* [Stored items]:
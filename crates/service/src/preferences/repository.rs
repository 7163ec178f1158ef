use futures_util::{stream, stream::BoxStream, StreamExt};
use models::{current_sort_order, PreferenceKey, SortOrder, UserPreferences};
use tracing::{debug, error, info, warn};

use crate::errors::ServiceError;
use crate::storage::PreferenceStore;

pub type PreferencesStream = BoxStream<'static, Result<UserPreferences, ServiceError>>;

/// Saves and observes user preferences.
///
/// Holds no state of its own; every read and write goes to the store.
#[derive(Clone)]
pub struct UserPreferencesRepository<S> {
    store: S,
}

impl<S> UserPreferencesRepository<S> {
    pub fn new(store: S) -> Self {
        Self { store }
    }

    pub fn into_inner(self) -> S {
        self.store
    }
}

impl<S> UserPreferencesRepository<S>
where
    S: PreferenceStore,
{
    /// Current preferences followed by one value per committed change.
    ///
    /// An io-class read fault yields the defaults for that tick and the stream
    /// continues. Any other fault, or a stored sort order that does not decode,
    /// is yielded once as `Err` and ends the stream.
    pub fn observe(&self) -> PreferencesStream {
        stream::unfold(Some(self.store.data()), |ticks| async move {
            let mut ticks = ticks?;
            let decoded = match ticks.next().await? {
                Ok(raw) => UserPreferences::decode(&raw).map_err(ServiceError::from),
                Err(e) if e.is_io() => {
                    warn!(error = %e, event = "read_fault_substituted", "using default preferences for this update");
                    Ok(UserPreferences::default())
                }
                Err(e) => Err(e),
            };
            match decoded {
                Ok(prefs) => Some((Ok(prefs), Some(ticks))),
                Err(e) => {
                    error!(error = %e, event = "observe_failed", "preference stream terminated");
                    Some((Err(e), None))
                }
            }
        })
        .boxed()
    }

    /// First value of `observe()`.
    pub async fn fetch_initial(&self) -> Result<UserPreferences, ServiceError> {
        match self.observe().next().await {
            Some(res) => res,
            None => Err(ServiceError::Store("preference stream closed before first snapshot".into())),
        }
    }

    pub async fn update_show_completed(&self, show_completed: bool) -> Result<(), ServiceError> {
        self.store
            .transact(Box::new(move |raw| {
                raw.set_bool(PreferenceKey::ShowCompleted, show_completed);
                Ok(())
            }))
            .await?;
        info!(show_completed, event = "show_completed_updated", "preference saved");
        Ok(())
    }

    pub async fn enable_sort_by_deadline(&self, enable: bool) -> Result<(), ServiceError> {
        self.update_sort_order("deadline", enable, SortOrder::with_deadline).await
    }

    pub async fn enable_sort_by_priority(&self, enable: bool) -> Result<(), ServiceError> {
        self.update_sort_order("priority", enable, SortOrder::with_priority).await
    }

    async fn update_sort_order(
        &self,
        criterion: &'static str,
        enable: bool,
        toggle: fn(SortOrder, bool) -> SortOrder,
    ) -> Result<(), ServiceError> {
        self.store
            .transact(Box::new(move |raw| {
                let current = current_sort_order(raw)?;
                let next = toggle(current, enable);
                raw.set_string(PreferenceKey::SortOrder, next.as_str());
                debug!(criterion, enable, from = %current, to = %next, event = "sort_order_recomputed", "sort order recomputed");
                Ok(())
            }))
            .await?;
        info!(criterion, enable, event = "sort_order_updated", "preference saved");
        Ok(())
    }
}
--
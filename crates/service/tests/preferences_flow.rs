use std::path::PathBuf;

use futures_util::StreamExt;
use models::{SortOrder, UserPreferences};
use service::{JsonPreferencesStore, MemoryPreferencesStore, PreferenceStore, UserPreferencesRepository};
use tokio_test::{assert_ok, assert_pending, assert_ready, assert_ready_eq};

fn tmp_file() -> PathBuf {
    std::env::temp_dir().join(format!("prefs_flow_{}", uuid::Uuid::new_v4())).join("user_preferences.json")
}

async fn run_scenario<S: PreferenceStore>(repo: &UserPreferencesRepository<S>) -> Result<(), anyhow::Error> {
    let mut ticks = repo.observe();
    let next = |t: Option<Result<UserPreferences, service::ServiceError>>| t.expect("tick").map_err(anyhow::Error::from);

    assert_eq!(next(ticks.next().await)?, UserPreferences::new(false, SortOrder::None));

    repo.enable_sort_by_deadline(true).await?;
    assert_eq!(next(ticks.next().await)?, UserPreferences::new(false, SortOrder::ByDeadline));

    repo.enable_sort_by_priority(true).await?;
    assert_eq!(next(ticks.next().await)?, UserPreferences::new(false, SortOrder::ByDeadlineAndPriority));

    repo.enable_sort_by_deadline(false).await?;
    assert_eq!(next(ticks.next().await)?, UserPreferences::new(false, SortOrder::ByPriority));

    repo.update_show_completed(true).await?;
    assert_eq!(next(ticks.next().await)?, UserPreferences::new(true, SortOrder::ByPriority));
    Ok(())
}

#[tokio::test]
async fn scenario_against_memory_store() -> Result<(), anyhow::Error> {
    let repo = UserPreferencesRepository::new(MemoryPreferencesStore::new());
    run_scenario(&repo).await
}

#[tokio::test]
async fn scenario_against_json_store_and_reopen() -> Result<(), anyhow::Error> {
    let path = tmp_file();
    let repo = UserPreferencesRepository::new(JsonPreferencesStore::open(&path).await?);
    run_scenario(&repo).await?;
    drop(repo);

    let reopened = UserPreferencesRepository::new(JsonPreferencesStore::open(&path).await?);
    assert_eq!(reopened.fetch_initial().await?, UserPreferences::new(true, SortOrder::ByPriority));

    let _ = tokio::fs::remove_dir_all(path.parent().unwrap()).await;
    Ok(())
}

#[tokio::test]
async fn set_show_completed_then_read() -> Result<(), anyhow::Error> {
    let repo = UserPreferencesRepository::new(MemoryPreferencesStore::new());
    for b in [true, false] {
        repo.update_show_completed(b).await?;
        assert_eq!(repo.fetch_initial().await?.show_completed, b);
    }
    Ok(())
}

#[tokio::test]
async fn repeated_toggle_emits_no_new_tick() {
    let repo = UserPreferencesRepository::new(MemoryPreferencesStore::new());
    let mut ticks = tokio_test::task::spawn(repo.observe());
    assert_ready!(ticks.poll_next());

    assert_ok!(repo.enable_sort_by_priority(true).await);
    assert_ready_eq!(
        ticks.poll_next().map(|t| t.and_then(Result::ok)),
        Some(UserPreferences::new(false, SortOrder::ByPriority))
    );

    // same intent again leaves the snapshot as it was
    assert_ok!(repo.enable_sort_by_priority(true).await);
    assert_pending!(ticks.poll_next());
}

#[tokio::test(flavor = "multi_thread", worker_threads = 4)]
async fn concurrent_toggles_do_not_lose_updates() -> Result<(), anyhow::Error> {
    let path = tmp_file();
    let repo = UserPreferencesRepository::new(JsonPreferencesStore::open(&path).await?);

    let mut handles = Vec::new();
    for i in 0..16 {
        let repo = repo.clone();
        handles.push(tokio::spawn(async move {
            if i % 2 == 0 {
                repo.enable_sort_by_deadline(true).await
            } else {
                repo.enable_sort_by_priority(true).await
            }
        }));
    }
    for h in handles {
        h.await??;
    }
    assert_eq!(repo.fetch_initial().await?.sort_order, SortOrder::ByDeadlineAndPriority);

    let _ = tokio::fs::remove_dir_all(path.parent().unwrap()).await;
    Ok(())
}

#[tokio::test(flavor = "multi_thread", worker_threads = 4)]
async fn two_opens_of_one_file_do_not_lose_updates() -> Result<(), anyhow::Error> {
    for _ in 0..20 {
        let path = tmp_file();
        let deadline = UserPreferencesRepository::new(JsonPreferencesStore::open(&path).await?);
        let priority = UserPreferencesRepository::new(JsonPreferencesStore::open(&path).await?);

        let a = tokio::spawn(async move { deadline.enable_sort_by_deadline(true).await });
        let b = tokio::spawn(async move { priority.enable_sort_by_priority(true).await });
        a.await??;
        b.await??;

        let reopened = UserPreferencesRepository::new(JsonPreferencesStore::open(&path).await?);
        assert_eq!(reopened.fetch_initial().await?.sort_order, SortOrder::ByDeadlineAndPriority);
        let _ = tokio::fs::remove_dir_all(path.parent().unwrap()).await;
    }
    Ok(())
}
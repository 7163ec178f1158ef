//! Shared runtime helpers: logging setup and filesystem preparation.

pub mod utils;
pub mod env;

* [Action item]:
Where the data above reaches the line holding "let mut ticks = tokio_test::task::spawn(repo.observe());", begin printing, and stop after the line holding "let repo = repo.clone();". Each line must be reproduced exactly, with nothing else added.

* [Worked solution]:
    let mut ticks = tokio_test::task::spawn(repo.observe());
    assert_ready!(ticks.poll_next());

    assert_ok!(repo.enable_sort_by_priority(true).await);
    assert_ready_eq!(
        ticks.poll_next().map(|t| t.and_then(Result::ok)),
        Some(UserPreferences::new(false, SortOrder::ByPriority))
    );

    // same intent again leaves the snapshot as it was
    assert_ok!(repo.enable_sort_by_priority(true).await);
    assert_pending!(ticks.poll_next());
}

#[tokio::test(flavor = "multi_thread", worker_threads = 4)]
async fn concurrent_toggles_do_not_lose_updates() -> Result<(), anyhow::Error> {
    let path = tmp_file();
    let repo = UserPreferencesRepository::new(JsonPreferencesStore::open(&path).await?);

    let mut handles = Vec::new();
    for i in 0..16 {
        let repo = repo.clone();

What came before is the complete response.